La finale de la Ligue africaine des Champions sera rejouée après la CAN 2019. Ainsi en a décidé la Confédération Africaine de football après les incidents survenus à Radès lors de la finale retour.

Ce vendredi, Ahmad Ahmad, le président de la CAF, est revenu sur le sujet dans une interview accordée à France Football. Pour lui, l’instance n’avait d’autres choix que la décision qu’elle a prise.

« J’ai essayé de ramener tout le monde à la raison. En vain… J’ai même reçu des menaces du président de l’Espérance (Hamdi Meddeb). Il a lancé : ‘‘Vous voulez la révolution ?’’.  Que pouvais-je faire ? Depuis l’an dernier, dans nos compétitions, le VAR fonctionne partout, sauf en Tunisie ! Je doute que ce soit une coïncidence. Nous ne pouvons plus accepter ces dérapages, cette confusion à cause du non-fonctionnement du VAR. Déjà, le match aller avait créé des problèmes et l’arbitre a été suspendu. Donc, la CAF est déterminée à prendre des mesures très sérieuses », a indiqué le patron de la CAF.

Dans un autre registre, Ahmad a catégoriquement démenti les accusations de harcèlement sexuel portées à son encontre. “Pour un Malgache et un musulman, harceler une femme, c’est banni! C’est une maladie des pays développés ou alors le fait d’un malade mental. Personne ne peut croire à cet argument.
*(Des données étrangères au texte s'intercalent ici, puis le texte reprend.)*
//! Bounded exponential backoff

use orchestra_core::{OrchestraError, RetryConfig};
use rand::Rng;
use std::time::Duration;

/// Upper bound of the random jitter, as a fraction of the delay
const JITTER_FRACTION: f64 = 0.1;

/// Retry schedule for attempts against one provider
#[derive(Debug, Clone, Copy, PartialEq)]
pub struct RetryPolicy {
    pub max_attempts: u32,
    pub base_delay: Duration,
    pub max_delay: Duration,
    pub jitter: bool,
}

impl RetryPolicy {
    #[must_use]
    pub fn from_config(config: &RetryConfig) -> Self {
        Self {
            max_attempts: config.max_attempts.max(1),
            base_delay: config.base_delay(),
            max_delay: config.max_delay(),
            jitter: config.jitter,
        }
    }

    /// Policy making a single attempt
    #[must_use]
    pub fn no_retry() -> Self {
        Self {
            max_attempts: 1,
            ..Self::default()
        }
    }

    #[must_use]
    pub fn with_jitter(mut self, jitter: bool) -> Self {
        self.jitter = jitter;
        self
    }

    /// `min(base * 2^(attempt-1), max)` for the attempt that just failed
    #[must_use]
    pub fn backoff(&self, attempt: u32) -> Duration {
        let exponent = attempt.saturating_sub(1).min(31);
        self.base_delay
            .saturating_mul(1u32 << exponent)
            .min(self.max_delay)
    }

    /// Backoff plus up to 10% random jitter when enabled
    #[must_use]
    pub fn delay_for(&self, attempt: u32) -> Duration {
        let delay = self.backoff(attempt);
        if !self.jitter || delay.is_zero() {
            return delay;
        }
        let spread = delay.mul_f64(JITTER_FRACTION);
        delay + spread.mul_f64(rand::rng().random_range(0.0..=1.0))
    }

    /// Whether another attempt should follow `attempt` failing with `error`
    #[must_use]
    pub fn should_retry(&self, error: &OrchestraError, attempt: u32) -> bool {
        error.is_retryable() && attempt < self.max_attempts
    }
}

impl Default for RetryPolicy {
    fn default() -> Self {
        Self::from_config(&RetryConfig::default())
    }
}

#[cfg(test)]
mod tests {
    use super::*;
    use proptest::prelude::*;

    fn policy() -> RetryPolicy {
        RetryPolicy::default().with_jitter(false)
    }

    #[test]
    fn exponential_then_capped() {
        let p = policy();
        assert_eq!(p.backoff(1), Duration::from_secs(1));
        assert_eq!(p.backoff(2), Duration::from_secs(2));
        assert_eq!(p.backoff(3), Duration::from_secs(4));
        assert_eq!(p.backoff(4), Duration::from_secs(8));
        assert_eq!(p.backoff(5), Duration::from_secs(10));
        assert_eq!(p.backoff(60), Duration::from_secs(10));
        assert_eq!(p.delay_for(3), p.backoff(3));
    }

    #[test]
    fn only_transient_errors_retry() {
        let p = policy();
        let transient = OrchestraError::Inference("x".into());
        assert!(p.should_retry(&transient, 1));
        assert!(p.should_retry(&transient, 2));
        assert!(!p.should_retry(&transient, 3));
        assert!(!p.should_retry(&OrchestraError::Configuration("x".into()), 1));
        assert!(!RetryPolicy::no_retry().should_retry(&transient, 1));
    }

    proptest! {
        #[test]
        fn jitter_stays_within_ten_percent(attempt in 1u32..8) {
            let p = RetryPolicy::default().with_jitter(true);
            let base = p.backoff(attempt);
            let delay = p.delay_for(attempt);
            prop_assert!(delay >= base);
            prop_assert!(delay <= base + base.mul_f64(JITTER_FRACTION));
        }
    }
}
Si j’aime une fille, je la courtise, c’est tout ! Si elle m’aime, je sors avec elle, si elle ne m’aime pas, tout s’arrête ! Je ne l’oblige pas”, a-t-il dit.

Et de poursuivre: “Des salariées de la CAF ont envoyé des lettres à la FIFA pour certifier qu’il n’y avait pas de harcèlement sexuel à notre siège. Elles ont aussi dit que l’ancien secrétaire général était allé les voir pour qu’elles fassent de fausses déclarations à mon encontre”.